In the story that Ross and Amter tell, polluters didn't just seek to undermine scientific results that could cause them trouble; they also sought to discredit the researchers who became a nuisance. One of them was the German-born toxicologist Wilhelm Hueper, a pioneer in our understanding of environmental cancer and a chief source for Carson's Silent Spring.
Originally employed by DuPont, Hueper proved too dogged in his attempts to study the dangers of the company's own products, and DuPont fired him in 1938. You might think that his new employer, the federal government's National Cancer Institute, would be more hospitable to such inquiries, but in the late 1940s that wasn't the case. Hueper's public calls to arms about environmental cancer risks triggered yet another crackdown from his superiors, especially once he began probing the dangers of hexavalent chromium, used in pigments and paints and now known to be a cause of lung cancer (think Erin Brockovich). His research was shut down within the government on two separate occasions: That's just how it went back then. Dissenting public-health scientists were repeatedly outgunned by industry, and government itself was usually co-opted and on industry's side.
Ross and Amter are certainly not friends of the chemical companies, but they deserve credit for also being able to see things from the industry's standpoint. They particularly focus on DuPont, the Goliath of the industry. Executive Lammot du Pont and his staff did want to do a better job on pollution. Working on the Manhattan Project in Hanford, Washington, from 1942 through 1946, the company diligently disposed of high-level waste. Similarly, in installing a plant on the Guadalupe River in Victoria, Texas, in 1949, the company undertook what Ross and Amter call a "pioneering" survey to learn how wildlife might be affected. Executives at DuPont wanted to care for the environment; they just didn't want to be told how to do it. And they didn't want government taking control of any of their operations.

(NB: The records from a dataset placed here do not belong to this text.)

use askama::Template;
use axum::Json;
use axum::extract::{Form, Multipart, OriginalUri, State};
use axum::extract::multipart::Field;
use axum::http::StatusCode;
use axum::response::{Html, IntoResponse, Redirect, Response};
use paperpost::{ColorMode, ConvertOptions, Error, Rotation, UploadedFile};
use serde::Deserialize;
use tracing::{error, info, warn};

use super::state::AppState;
use super::templates::{ConverterTemplate, IndexTemplate, LoaderTemplate, SlideshowTemplate};

/// Maps the service error taxonomy onto HTTP statuses.
pub struct AppError(Error);

impl From<Error> for AppError {
    fn from(e: Error) -> Self {
        Self(e)
    }
}

impl IntoResponse for AppError {
    fn into_response(self) -> Response {
        let status = match &self.0 {
            Error::Validation(_) => StatusCode::BAD_REQUEST,
            _ => StatusCode::INTERNAL_SERVER_ERROR,
        };
        if status.is_server_error() {
            error!(error = %self.0, "Request failed");
        } else {
            warn!(error = %self.0, "Request rejected");
        }
        (status, self.0.to_string()).into_response()
    }
}

fn bad_request(msg: String) -> AppError {
    AppError(Error::Validation(msg))
}

fn render(tpl: impl Template) -> Response {
    match tpl.render() {
        Ok(html) => Html(html).into_response(),
        Err(e) => {
            error!(error = %e, "Template render failed");
            StatusCode::INTERNAL_SERVER_ERROR.into_response()
        }
    }
}

// Runs blocking service calls (file writes, camera, directory scans) off the async executor.
async fn blocking<T, F>(state: &AppState, op: F) -> Result<T, AppError>
where
    F: FnOnce(&paperpost::DisplayService) -> paperpost::Result<T> + Send + 'static,
    T: Send + 'static,
{
    let service = state.service.clone();
    tokio::task::spawn_blocking(move || op(&service))
        .await
        .map_err(|e| AppError(Error::Io(std::io::Error::other(format!("task join error: {e}")))))?
        .map_err(AppError)
}

pub async fn index(State(state): State<AppState>) -> Response {
    let status = state.service.status();
    render(IndexTemplate {
        panel: state.service.panel().to_string(),
        busy: status.busy,
        queued: status.queued,
        slideshow: status.slideshow,
    })
}

pub async fn status(State(state): State<AppState>) -> impl IntoResponse {
    Json(state.service.status())
}

pub async fn converter_page(State(state): State<AppState>) -> Response {
    let service = &state.service;
    let defaults = service.default_options();
    render(ConverterTemplate {
        panel: service.panel().to_string(),
        palette: service.panel().color_mode == ColorMode::SevenColorPalette,
        threshold: defaults.threshold,
        threshold_offset: defaults.threshold_offset,
        saturation: format!("{:.2}", defaults.saturation),
        accept: accept_attr(service.allowed_extensions()),
    })
}

pub async fn converter_upload(
    State(state): State<AppState>,
    OriginalUri(uri): OriginalUri,
    mut multipart: Multipart,
) -> Result<Redirect, AppError> {
    let mut options = state.service.default_options();
    let mut file: Option<UploadedFile> = None;

    while let Some(field) = next_field(&mut multipart).await? {
        let Some(name) = field.name().map(str::to_string) else {
            continue;
        };
        match name.as_str() {
            "file" => file = read_file(field).await?,
            "rotation" => {
                if let Some(deg) = parse_text::<u16>(field).await {
                    options.rotation = Rotation::from_degrees(deg);
                }
            }
            "threshold" => {
                if let Some(v) = parse_text::<u8>(field).await {
                    options.threshold = v;
                }
            }
            "threshold_offset" => {
                if let Some(v) = parse_text::<u8>(field).await {
                    options.threshold_offset = v;
                }
            }
            "saturation" => {
                if let Some(v) = parse_text::<f32>(field).await {
                    options.saturation = v.clamp(0.0, 1.0);
                }
            }
            "bicolor" => options.bicolor = checkbox(field).await,
            "invert" => options.invert = checkbox(field).await,
            "dither" => options.dither = checkbox(field).await,
            "swap" => options.swap_planes = checkbox(field).await,
            "monochrome" => options.monochrome = checkbox(field).await,
            _ => {}
        }
    }

    let Some(file) = file else {
        return Err(bad_request("no file provided".into()));
    };
    info!(name = %file.name, ?options, "Converter upload");
    let depth = blocking(&state, move |service| service.submit_upload(file, options)).await?;
    info!(depth, "Conversion queued");
    Ok(Redirect::to(uri.path()))
}

pub async fn loader_page(State(state): State<AppState>) -> Response {
    let service = &state.service;
    render(LoaderTemplate {
        panel: service.panel().to_string(),
        width: service.panel().width,
        height: service.panel().height,
        accept: accept_attr(service.prepared_extensions()),
    })
}

pub async fn loader_upload(
    State(state): State<AppState>,
    OriginalUri(uri): OriginalUri,
    mut multipart: Multipart,
) -> Result<Redirect, AppError> {
    let mut black = None;
    let mut red = None;

    while let Some(field) = next_field(&mut multipart).await? {
        match field.name() {
            Some("file_b") => black = read_file(field).await?,
            Some("file_r") => red = read_file(field).await?,
            _ => {}
        }
    }

    if black.is_none() && red.is_none() {
        return Err(bad_request("no image in request".into()));
    }
    blocking(&state, move |service| service.submit_prepared(black, red)).await?;
    Ok(Redirect::to(uri.path()))
}

pub async fn camera(State(state): State<AppState>) -> Result<Redirect, AppError> {
    info!("Camera capture requested");
    blocking(&state, |service| service.capture(service.default_options())).await?;
    Ok(Redirect::to("/"))
}

pub async fn slideshow_page(State(state): State<AppState>) -> Response {
    let service = &state.service;
    let slideshow = service.slideshow();
    render(SlideshowTemplate {
        panel: service.panel().to_string(),
        running: slideshow.is_running(),
        images: slideshow.image_count(),
        cadence_secs: slideshow.cadence().as_secs(),
    })
}

#[derive(Debug, Default, Deserialize)]
pub struct SlideshowForm {
    #[serde(default)]
    enabled: Option<bool>,
}

pub async fn slideshow_toggle(
    State(state): State<AppState>,
    OriginalUri(uri): OriginalUri,
    form: Option<Form<SlideshowForm>>,
) -> Result<Redirect, AppError> {
    let requested = form.and_then(|Form(f)| f.enabled);
    let running = blocking(&state, move |service| match requested {
        Some(enabled) => service.set_slideshow(enabled),
        None => service.toggle_slideshow(),
    })
    .await?;
    info!(running, "Slideshow updated");
    Ok(Redirect::to(uri.path()))
}

pub async fn clear(State(state): State<AppState>) -> Redirect {
    let depth = state.service.clear();
    info!(depth, "Clear queued");
    Redirect::to("/")
}

async fn next_field<'a>(multipart: &'a mut Multipart) -> Result<Option<Field<'a>>, AppError> {
    multipart
        .next_field()
        .await
        .map_err(|e| bad_request(format!("multipart parse error: {e}")))
}

/// `None` for an empty file input, which browsers still submit.
async fn read_file(field: Field<'_>) -> Result<Option<UploadedFile>, AppError> {
    let name = field.file_name().unwrap_or_default().to_string();
    let bytes = field
        .bytes()
        .await
        .map_err(|e| bad_request(format!("read error: {e}")))?;
    if name.is_empty() && bytes.is_empty() {
        return Ok(None);
    }
    info!(name = %name, size = bytes.len(), "Received upload");
    Ok(Some(UploadedFile {
        name,
        bytes: bytes.to_vec(),
    }))
}

async fn parse_text<T: std::str::FromStr>(field: Field<'_>) -> Option<T> {
    field.text().await.ok()?.trim().parse().ok()
}

async fn checkbox(field: Field<'_>) -> bool {
    match field.text().await {
        Ok(v) => matches!(v.trim(), "on" | "true" | "1" | "yes"),
        Err(_) => false,
    }
}

fn accept_attr(extensions: &[String]) -> String {
    extensions
        .iter()
        .map(|e| format!(".{e}"))
        .collect::<Vec<_>>()
        .join(",")
}
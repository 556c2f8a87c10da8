use std::any::Any;
use std::panic::{self, AssertUnwindSafe};
use std::sync::Arc;
use std::time::Instant;

use tracing::{error, info, warn};

use crate::adapter::PanelAdapter;
use crate::convert::{convert_file, frame_from_prepared, load_image};
use crate::displays::EpdDriver;
use crate::error::{Error, Result};
use crate::job::Job;
use crate::panel::PanelSpec;
use crate::queue::DisplayQueue;

/// The only owner of the panel driver. Pulls jobs one at a time until the queue
/// closes or the hardware fails.
pub struct QueueWorker<D: EpdDriver> {
    queue: Arc<DisplayQueue>,
    adapter: PanelAdapter<D>,
}

impl<D: EpdDriver> QueueWorker<D> {
    pub fn new(queue: Arc<DisplayQueue>, driver: D) -> Self {
        Self {
            queue,
            adapter: PanelAdapter::new(driver),
        }
    }

    pub fn with_background(mut self, background: [u8; 3]) -> Self {
        self.adapter = self.adapter.with_background(background);
        self
    }

    pub fn panel(&self) -> &PanelSpec {
        self.adapter.panel()
    }

    /// Returns `Err` only for hardware faults, after the panel was told to sleep.
    pub fn run(mut self) -> Result<()> {
        info!(panel = %self.adapter.panel(), "Display worker started");

        while let Some(job) = self.queue.dequeue() {
            let kind = job.kind();
            let started = Instant::now();

            let outcome = panic::catch_unwind(AssertUnwindSafe(|| self.execute(&job)))
                .unwrap_or_else(|payload| Err(Error::Panicked(panic_message(payload))));
            job.remove_temporary_files();

            match outcome {
                Ok(()) => {
                    info!(kind, elapsed_ms = started.elapsed().as_millis() as u64, "Job complete");
                }
                Err(e) if e.is_fatal() => {
                    error!(kind, error = %e, "Hardware failure, stopping display worker");
                    self.adapter.force_sleep();
                    for pending in self.queue.close() {
                        pending.remove_temporary_files();
                    }
                    self.queue.finish();
                    return Err(e);
                }
                Err(e) => {
                    warn!(kind, error = %e, "Job failed, dropping it");
                }
            }
            self.queue.finish();
        }

        info!("Display worker stopped");
        Ok(())
    }

    fn execute(&mut self, job: &Job) -> Result<()> {
        match job {
            Job::Clear => self.adapter.clear(),
            Job::Convert {
                source, options, ..
            } => {
                let frame = convert_file(source, options, self.adapter.panel())?;
                self.adapter.push(&frame)
            }
            Job::LoadPrepared { black, red } => {
                let black = black.as_deref().map(load_image).transpose()?;
                let red = red.as_deref().map(load_image).transpose()?;
                let frame = frame_from_prepared(black.as_ref(), red.as_ref(), self.adapter.panel())?;
                self.adapter.push(&frame)
            }
            Job::Raw { frame } => self.adapter.push(frame),
        }
    }
}

fn panic_message(payload: Box<dyn Any + Send>) -> String {
    if let Some(s) = payload.downcast_ref::<&str>() {
        (*s).to_string()
    } else if let Some(s) = payload.downcast_ref::<String>() {
        s.clone()
    } else {
        "unknown panic".to_string()
    }
}
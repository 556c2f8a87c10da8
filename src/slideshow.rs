use std::path::PathBuf;
use std::sync::{Arc, Condvar, Mutex, MutexGuard, PoisonError};
use std::thread;
use std::time::Duration;

use rand::seq::SliceRandom;
use tracing::{debug, info, warn};

use crate::convert::ConvertOptions;
use crate::error::{Error, Result};
use crate::job::Job;
use crate::queue::DisplayQueue;
use crate::upload::{ensure_dir, list_images};

// How often the idle wait re-checks the enabled flag.
const IDLE_POLL: Duration = Duration::from_millis(250);

#[derive(Default)]
struct SlideshowState {
    enabled: bool,
    // Bumped on every start so a stale producer thread retires.
    generation: u64,
    images: Vec<PathBuf>,
}

struct Shared {
    state: Mutex<SlideshowState>,
    wake: Condvar,
}

impl Shared {
    fn lock(&self) -> MutexGuard<'_, SlideshowState> {
        self.state.lock().unwrap_or_else(PoisonError::into_inner)
    }

    fn running(&self, generation: u64) -> bool {
        let state = self.lock();
        state.enabled && state.generation == generation
    }

    /// Sleeps for `duration` unless stopped first. Returns whether still running.
    fn sleep_while_running(&self, generation: u64, duration: Duration) -> bool {
        let state = self.lock();
        let (state, _) = self
            .wake
            .wait_timeout_while(state, duration, |s| s.enabled && s.generation == generation)
            .unwrap_or_else(PoisonError::into_inner);
        state.enabled && state.generation == generation
    }
}

/// Second producer for the display queue: cycles through a directory of
/// images, one slide per cadence, until stopped.
pub struct SlideshowScheduler {
    queue: Arc<DisplayQueue>,
    dir: PathBuf,
    allowed: Vec<String>,
    cadence: Duration,
    options: ConvertOptions,
    shared: Arc<Shared>,
}

impl SlideshowScheduler {
    pub fn new(
        queue: Arc<DisplayQueue>,
        dir: impl Into<PathBuf>,
        allowed: Vec<String>,
        cadence: Duration,
    ) -> Self {
        Self {
            queue,
            dir: dir.into(),
            allowed,
            cadence,
            options: ConvertOptions::default(),
            shared: Arc::new(Shared {
                state: Mutex::new(SlideshowState::default()),
                wake: Condvar::new(),
            }),
        }
    }

    /// Options for every slide. Monochrome is always forced off.
    pub fn with_options(mut self, options: ConvertOptions) -> Self {
        self.options = ConvertOptions {
            monochrome: false,
            ..options
        };
        self
    }

    pub fn is_running(&self) -> bool {
        self.shared.lock().enabled
    }

    pub fn image_count(&self) -> usize {
        self.shared.lock().images.len()
    }

    pub fn cadence(&self) -> Duration {
        self.cadence
    }

    /// Snapshot and shuffle the directory, then start producing. A second call
    /// while running is a no-op.
    pub fn start(&self) -> Result<()> {
        if self.is_running() {
            return Ok(());
        }

        ensure_dir(&self.dir)?;
        let mut images = list_images(&self.dir, &self.allowed)?;
        images.shuffle(&mut rand::rng());

        let generation = {
            let mut state = self.shared.lock();
            state.enabled = true;
            state.generation += 1;
            state.images = images.clone();
            state.generation
        };
        info!(
            dir = %self.dir.display(),
            images = images.len(),
            cadence_s = self.cadence.as_secs(),
            "Slideshow started"
        );

        let producer = Producer {
            queue: self.queue.clone(),
            shared: self.shared.clone(),
            images,
            cadence: self.cadence,
            options: self.options,
            generation,
        };
        thread::Builder::new()
            .name("slideshow".into())
            .spawn(move || producer.run())
            .map_err(Error::Io)?;
        Ok(())
    }

    pub fn stop(&self) {
        let mut state = self.shared.lock();
        if !state.enabled {
            return;
        }
        state.enabled = false;
        drop(state);
        self.shared.wake.notify_all();
        info!("Slideshow stopped");
    }

    /// Flip between running and stopped; returns the new state.
    pub fn toggle(&self) -> Result<bool> {
        self.set_enabled(!self.is_running())
    }

    pub fn set_enabled(&self, enabled: bool) -> Result<bool> {
        if enabled {
            self.start()?;
        } else {
            self.stop();
        }
        Ok(self.is_running())
    }
}

struct Producer {
    queue: Arc<DisplayQueue>,
    shared: Arc<Shared>,
    images: Vec<PathBuf>,
    cadence: Duration,
    options: ConvertOptions,
    generation: u64,
}

impl Producer {
    fn run(self) {
        if self.images.is_empty() {
            warn!("Slideshow directory has no images, idling until stopped");
            while self.sleep(self.cadence) {}
            return;
        }

        let mut index = 0;
        loop {
            if !self.running() {
                break;
            }
            let slide = &self.images[index];
            debug!(slide = %slide.display(), index, "Queueing slide");
            self.queue.enqueue(Job::Convert {
                source: slide.clone(),
                options: self.options,
                temporary: false,
            });

            if !self.wait_for_display() || !self.sleep(self.cadence) {
                break;
            }
            index = (index + 1) % self.images.len();
        }
        debug!(generation = self.generation, "Slideshow producer exiting");
    }

    fn running(&self) -> bool {
        self.shared.running(self.generation)
    }

    fn sleep(&self, duration: Duration) -> bool {
        self.shared.sleep_while_running(self.generation, duration)
    }

    // The idle condvar belongs to the queue, so the enabled flag is
    // re-checked between bounded waits.
    fn wait_for_display(&self) -> bool {
        loop {
            if !self.running() {
                return false;
            }
            if self.queue.wait_idle_timeout(IDLE_POLL) {
                return self.running();
            }
        }
    }
}

#[cfg(test)]
mod tests {
    use super::*;
    use image::{GrayImage, Luma};
    use std::time::Instant;

    fn allowed() -> Vec<String> {
        vec!["png".to_string()]
    }

    fn slides(dir: &std::path::Path, n: usize) {
        for i in 0..n {
            GrayImage::from_pixel(4, 4, Luma([i as u8 * 40]))
                .save(dir.join(format!("slide-{i}.png")))
                .unwrap();
        }
    }

    // Plays the worker: takes jobs off the queue and finishes them at once.
    fn drain(queue: &DisplayQueue, seen: &mut Vec<PathBuf>, for_at_most: Duration) {
        let deadline = Instant::now() + for_at_most;
        while Instant::now() < deadline {
            if queue.is_empty() {
                thread::sleep(Duration::from_millis(5));
                continue;
            }
            if let Some(Job::Convert {
                source, temporary, ..
            }) = queue.dequeue()
            {
                assert!(!temporary);
                seen.push(source);
            }
            queue.finish();
        }
    }

    #[test]
    fn cycles_through_every_image() {
        let dir = tempfile::tempdir().unwrap();
        slides(dir.path(), 3);
        let queue = Arc::new(DisplayQueue::new());
        let show =
            SlideshowScheduler::new(queue.clone(), dir.path(), allowed(), Duration::from_millis(20));

        show.start().unwrap();
        assert!(show.is_running());
        assert_eq!(show.image_count(), 3);

        let mut seen = Vec::new();
        drain(&queue, &mut seen, Duration::from_millis(400));
        show.stop();

        assert!(seen.len() >= 4, "only {} slides shown", seen.len());
        let mut first_cycle = seen[..3].to_vec();
        first_cycle.sort();
        first_cycle.dedup();
        assert_eq!(first_cycle.len(), 3);
        assert_eq!(seen[3], seen[0]);
    }

    #[test]
    fn stop_halts_enqueueing_mid_cycle() {
        let dir = tempfile::tempdir().unwrap();
        slides(dir.path(), 2);
        let queue = Arc::new(DisplayQueue::new());
        let show =
            SlideshowScheduler::new(queue.clone(), dir.path(), allowed(), Duration::from_secs(3600));

        show.start().unwrap();
        let mut seen = Vec::new();
        drain(&queue, &mut seen, Duration::from_millis(100));
        assert_eq!(seen.len(), 1);

        // Stopping during the cadence sleep wakes the producer without another slide.
        show.stop();
        assert!(!show.is_running());
        drain(&queue, &mut seen, Duration::from_millis(300));
        assert_eq!(seen.len(), 1);
    }

    #[test]
    fn stop_while_waiting_for_idle_skips_next_slide() {
        let dir = tempfile::tempdir().unwrap();
        slides(dir.path(), 2);
        let queue = Arc::new(DisplayQueue::new());
        let show =
            SlideshowScheduler::new(queue.clone(), dir.path(), allowed(), Duration::from_millis(1));

        show.start().unwrap();
        thread::sleep(Duration::from_millis(50));
        // Nobody drained the first slide, so the producer is still waiting for idle.
        assert_eq!(queue.len(), 1);
        show.stop();

        let _first = queue.dequeue().unwrap();
        queue.finish();
        thread::sleep(Duration::from_millis(2 * IDLE_POLL.as_millis() as u64));
        assert!(queue.is_empty());
    }

    #[test]
    fn empty_directory_runs_without_jobs() {
        let dir = tempfile::tempdir().unwrap();
        let queue = Arc::new(DisplayQueue::new());
        let show =
            SlideshowScheduler::new(queue.clone(), dir.path(), allowed(), Duration::from_millis(10));

        show.start().unwrap();
        thread::sleep(Duration::from_millis(60));
        assert!(show.is_running());
        assert!(queue.is_empty());
        assert!(!show.toggle().unwrap());
    }

    #[test]
    fn restart_retires_previous_producer() {
        let dir = tempfile::tempdir().unwrap();
        slides(dir.path(), 1);
        let queue = Arc::new(DisplayQueue::new());
        let show =
            SlideshowScheduler::new(queue.clone(), dir.path(), allowed(), Duration::from_secs(3600));

        show.start().unwrap();
        show.stop();
        show.start().unwrap();

        let mut seen = Vec::new();
        drain(&queue, &mut seen, Duration::from_millis(150));
        show.stop();
        // At most one slide per generation, never two producers in the new one.
        assert!(seen.len() <= 2);
        assert!(!seen.is_empty());
    }

    #[test]
    fn slides_never_use_monochrome() {
        let queue = Arc::new(DisplayQueue::new());
        let show = SlideshowScheduler::new(queue, "unused", allowed(), Duration::from_secs(1))
            .with_options(ConvertOptions {
                monochrome: true,
                ..ConvertOptions::default()
            });
        assert!(!show.options.monochrome);
    }
}
use image::RgbImage;

pub const BLACK: [f32; 3] = [0.0, 0.0, 0.0];
pub const WHITE: [f32; 3] = [255.0, 255.0, 255.0];
pub const RED: [f32; 3] = [255.0, 0.0, 0.0];

pub const MONO_PALETTE: [[f32; 3]; 2] = [BLACK, WHITE];
pub const MONO_BLACK: u8 = 0;

pub const TRICOLOR_PALETTE: [[f32; 3]; 3] = [BLACK, RED, WHITE];
pub const TRICOLOR_BLACK: u8 = 0;
pub const TRICOLOR_RED: u8 = 1;

// Order matches the ACeP controller's colour indices.
const DESATURATED_PALETTE: [[u8; 3]; 7] = [
    [0, 0, 0],
    [255, 255, 255],
    [0, 255, 0],
    [0, 0, 255],
    [255, 0, 0],
    [255, 255, 0],
    [255, 140, 0],
];

const SATURATED_PALETTE: [[u8; 3]; 7] = [
    [57, 48, 57],
    [255, 255, 255],
    [58, 91, 70],
    [61, 59, 94],
    [156, 72, 75],
    [208, 190, 71],
    [177, 106, 73],
];

pub fn acep_palette(saturation: f32) -> [[f32; 3]; 7] {
    let sat = saturation.clamp(0.0, 1.0);
    let mut palette = [[0.0f32; 3]; 7];
    for (i, entry) in palette.iter_mut().enumerate() {
        for channel in 0..3 {
            let saturated = SATURATED_PALETTE[i][channel] as f32;
            let desaturated = DESATURATED_PALETTE[i][channel] as f32;
            entry[channel] = saturated * sat + desaturated * (1.0 - sat);
        }
    }
    palette
}

/// Rec. 601 luma, rounded to the nearest integer.
pub fn luma(rgb: [u8; 3]) -> u8 {
    let [r, g, b] = rgb.map(u32::from);
    ((r * 299 + g * 587 + b * 114 + 500) / 1000) as u8
}

pub fn grayscale_in_place(image: &mut RgbImage) {
    for p in image.pixels_mut() {
        let l = luma(p.0);
        p.0 = [l, l, l];
    }
}

pub fn nearest_colour(palette: &[[f32; 3]], colour: [f32; 3]) -> (usize, [f32; 3]) {
    let mut best_index = 0usize;
    let mut best_distance = f32::MAX;
    for (idx, candidate) in palette.iter().enumerate() {
        let dr = colour[0] - candidate[0];
        let dg = colour[1] - candidate[1];
        let db = colour[2] - candidate[2];
        let distance = dr * dr + dg * dg + db * db;
        if distance < best_distance {
            best_distance = distance;
            best_index = idx;
        }
    }

    (best_index, palette[best_index])
}

/// Floyd-Steinberg weights: 7/16 right, 3/16 below-left, 5/16 below, 1/16 below-right.
fn distribute_error(
    working: &mut [[f32; 3]],
    width: usize,
    height: usize,
    x: usize,
    y: usize,
    error: [f32; 3],
) {
    let apply = |working: &mut [[f32; 3]], nx: isize, ny: isize, factor: f32| {
        if nx < 0 || ny < 0 {
            return;
        }
        let nx = nx as usize;
        let ny = ny as usize;
        if nx >= width || ny >= height {
            return;
        }
        let idx = ny * width + nx;
        for channel in 0..3 {
            let value = working[idx][channel] + error[channel] * factor;
            working[idx][channel] = value.clamp(0.0, 255.0);
        }
    };

    apply(working, (x as isize) + 1, y as isize, 7.0 / 16.0);
    apply(working, (x as isize) - 1, (y as isize) + 1, 3.0 / 16.0);
    apply(working, x as isize, (y as isize) + 1, 5.0 / 16.0);
    apply(working, (x as isize) + 1, (y as isize) + 1, 1.0 / 16.0);
}

/// Error-diffuses `rgb` onto `palette`, returning one palette index per pixel.
pub fn dither_indices(rgb: &RgbImage, palette: &[[f32; 3]]) -> Vec<u8> {
    let width = rgb.width() as usize;
    let height = rgb.height() as usize;
    let mut working: Vec<[f32; 3]> = rgb
        .pixels()
        .map(|p| [p[0] as f32, p[1] as f32, p[2] as f32])
        .collect();
    let mut indices = vec![0u8; width * height];

    for y in 0..height {
        for x in 0..width {
            let idx = y * width + x;
            let old_pixel = working[idx];
            let (closest_index, closest_colour) = nearest_colour(palette, old_pixel);
            indices[idx] = closest_index as u8;

            let error = [
                old_pixel[0] - closest_colour[0],
                old_pixel[1] - closest_colour[1],
                old_pixel[2] - closest_colour[2],
            ];

            distribute_error(&mut working, width, height, x, y, error);
        }
    }
    indices
}

pub fn nearest_indices(rgb: &RgbImage, palette: &[[f32; 3]]) -> Vec<u8> {
    rgb.pixels()
        .map(|p| nearest_colour(palette, [p[0] as f32, p[1] as f32, p[2] as f32]).0 as u8)
        .collect()
}

#[cfg(test)]
mod tests {
    use super::*;
    use image::Rgb;

    #[test]
    fn luma_matches_rec601_weights() {
        assert_eq!(luma([255, 255, 255]), 255);
        assert_eq!(luma([0, 0, 0]), 0);
        assert_eq!(luma([255, 0, 0]), 76);
        assert_eq!(luma([0, 255, 0]), 150);
    }

    #[test]
    fn nearest_picks_closest_entry() {
        let (idx, _) = nearest_colour(&TRICOLOR_PALETTE, [200.0, 30.0, 20.0]);
        assert_eq!(idx as u8, TRICOLOR_RED);
    }

    #[test]
    fn mid_grey_dithers_to_roughly_half_white() {
        let image = RgbImage::from_pixel(32, 32, Rgb([128, 128, 128]));
        let indices = dither_indices(&image, &MONO_PALETTE);
        let white = indices.iter().filter(|&&i| i != MONO_BLACK).count();
        assert!((448..=576).contains(&white), "white pixels: {white}");
    }

    #[test]
    fn saturation_blends_between_palettes() {
        assert_eq!(acep_palette(0.0)[0], [0.0, 0.0, 0.0]);
        assert_eq!(acep_palette(1.0)[0], [57.0, 48.0, 57.0]);
        assert_eq!(acep_palette(0.5)[1], [255.0, 255.0, 255.0]);
    }
}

That frame of mind helps to explain the differences that Ross and Amter bring out between the chemical industry's internal and public positions. Internally, the Manufacturing Chemists Association earnestly sought to improve its members' handling of pollution, while publicly the group denied there was any problem at all.
The Polluters does not always unfold as the most felicitous narrative, but by taking us back to the period before the great environmental awakening, the book provides an invaluable historical perspective. There's no doubt from this saga that we still need strong government regulation: 100 years of experience shows that companies cannot be trusted to regulate themselves. But we can go further. We probably also need more explicit sanctions to prevent science from being cynically used to stall public policy -- the research equivalent of filing frivolous motions in a courtroom. The prostitution of science is much too easy. It happens far too often. And at this point, the evidence is overwhelming that it's a systematic strategy that industry will continue to employ unless there are penalties to be paid.